Elle est célèbre et mystérieuse, une réputation mondiale que l’Île de Pâques (Rapa Nui pour respecter le nom local) doit à ses statues monumentales : les Moai. Des géants de pierre, taillés dans la roche des volcans et dressés sur le rivage sur quasiment tout le contour du territoire. Des visages au regard grave qui, désormais, ne vénèrent plus seulement les ancêtres et les dieux, mais “surveillent” la plus grande aire marine protégée d’Amérique latine !

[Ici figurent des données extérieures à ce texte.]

//! Table writing for the star schema
//!
//! Every table is first written to `<table>.<ext>.partial` in the output
//! directory. Only when all tables have been written are they renamed into
//! place, so a failed run never leaves a half-written table set behind.
//! Tables from a previous run are moved to `<table>.<ext>.backup` during the
//! commit and restored if it fails.

use crate::config::{CompressionAlgorithm, OutputConfig, OutputFormat};
use crate::constants::{BACKUP_SUFFIX, PARTIAL_SUFFIX};
use crate::error::{PipelineError, Result};

use polars::prelude::{CsvWriter, DataFrame, ParquetWriter, SerWriter};
use std::fs::{self, File};
use std::path::{Path, PathBuf};
use tracing::{debug, info, warn};

/// A table that was written and committed
#[derive(Debug, Clone, PartialEq, Eq)]
pub struct WrittenTable {
    pub table: String,
    pub rows: usize,
    pub path: PathBuf,
}

/// Writes named DataFrames into an output directory
#[derive(Debug, Clone)]
pub struct TableWriter {
    output_dir: PathBuf,
    format: OutputFormat,
    compression: CompressionAlgorithm,
}

impl TableWriter {
    pub fn new(output_dir: PathBuf, config: &OutputConfig) -> Self {
        Self {
            output_dir,
            format: config.format,
            compression: config.compression,
        }
    }

    pub fn output_dir(&self) -> &Path {
        &self.output_dir
    }

    /// Final location of a table
    pub fn table_path(&self, table: &str) -> PathBuf {
        self.output_dir
            .join(format!("{}.{}", table, self.format.extension()))
    }

    fn partial_path(&self, table: &str) -> PathBuf {
        self.suffixed_path(table, PARTIAL_SUFFIX)
    }

    fn backup_path(&self, table: &str) -> PathBuf {
        self.suffixed_path(table, BACKUP_SUFFIX)
    }

    fn suffixed_path(&self, table: &str, suffix: &str) -> PathBuf {
        self.output_dir
            .join(format!("{}.{}.{}", table, self.format.extension(), suffix))
    }

    /// Write all tables, committing them only if every write succeeds
    pub fn write_all(&self, frames: Vec<(&str, DataFrame)>) -> Result<Vec<WrittenTable>> {
        fs::create_dir_all(&self.output_dir)?;

        let mut staged: Vec<(String, usize, PathBuf)> = Vec::with_capacity(frames.len());
        for (table, mut frame) in frames {
            let partial = self.partial_path(table);
            staged.push((table.to_string(), frame.height(), partial.clone()));

            if let Err(reason) = self.write_frame(&partial, &mut frame) {
                discard(staged.iter().map(|(_, _, path)| path.as_path()));
                return Err(PipelineError::WriteFailed {
                    table: table.to_string(),
                    path: partial,
                    reason,
                });
            }
            debug!("Staged {} ({} rows) at {}", table, frame.height(), partial.display());
        }

        let mut committed: Vec<WrittenTable> = Vec::with_capacity(staged.len());
        let mut backups: Vec<(PathBuf, PathBuf)> = Vec::new();
        for (position, (table, rows, partial)) in staged.iter().enumerate() {
            let path = self.table_path(table);
            let moved = self.move_previous(table, &path).and_then(|backup| {
                backups.extend(backup);
                fs::rename(partial, &path)
            });
            if let Err(e) = moved {
                discard(staged[position..].iter().map(|(_, _, p)| p.as_path()));
                discard(committed.iter().map(|written| written.path.as_path()));
                restore(&backups);
                return Err(PipelineError::WriteFailed {
                    table: table.clone(),
                    path,
                    reason: format!("could not move staged table into place: {}", e),
                });
            }
            committed.push(WrittenTable {
                table: table.clone(),
                rows: *rows,
                path,
            });
        }
        discard(backups.iter().map(|(backup, _)| backup.as_path()));

        info!(
            "Wrote {} tables to {}",
            committed.len(),
            self.output_dir.display()
        );
        Ok(committed)
    }

    /// Move a previous run's table aside, returning `(backup, original)`.
    /// Anything other than a regular file is left in place.
    fn move_previous(
        &self,
        table: &str,
        path: &Path,
    ) -> std::io::Result<Option<(PathBuf, PathBuf)>> {
        if !path.is_file() {
            return Ok(None);
        }
        let backup = self.backup_path(table);
        fs::rename(path, &backup)?;
        debug!("Moved previous {} to {}", table, backup.display());
        Ok(Some((backup, path.to_path_buf())))
    }

    fn write_frame(&self, path: &Path, frame: &mut DataFrame) -> std::result::Result<(), String> {
        let file = File::create(path).map_err(|e| e.to_string())?;
        match self.format {
            OutputFormat::Parquet => {
                ParquetWriter::new(file)
                    .with_compression(self.compression.to_polars_compression())
                    .finish(frame)
                    .map_err(|e| e.to_string())?;
            }
            OutputFormat::Csv => {
                CsvWriter::new(file)
                    .include_header(true)
                    .finish(frame)
                    .map_err(|e| e.to_string())?;
            }
        }
        Ok(())
    }
}

/// Put previous tables back after an aborted commit
fn restore(backups: &[(PathBuf, PathBuf)]) {
    for (backup, original) in backups {
        if let Err(e) = fs::rename(backup, original) {
            warn!(
                "Failed to restore {} from {}: {}",
                original.display(),
                backup.display(),
                e
            );
        }
    }
}

/// Best-effort removal of files from an aborted write
fn discard<'a>(paths: impl Iterator<Item = &'a Path>) {
    for path in paths {
        if path.exists() {
            if let Err(e) = fs::remove_file(path) {
                warn!("Failed to remove {}: {}", path.display(), e);
            }
        }
    }
}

Les îles de Pâques et de Sala y Gómez sont des « sœurs » distantes de 415km, ces terres sont les cimes d’une gigantesque chaîne de montagnes sous-marine, relief synonyme de refuge d’une rare biodiversité. Ces eaux tropicales sont paradisiaques pour la faune marine, grâce notamment à l’isolement du lieu vis à vis de l’activité humaine, en particulier industrielle. Ce petit bout d’océan pacifique recèle des récifs de corail uniques au monde, mais également près de 150 espèces parfois inconnues ailleurs sur la planète. Le thon profite lui de ces eaux pour venir s’y reproduire massivement.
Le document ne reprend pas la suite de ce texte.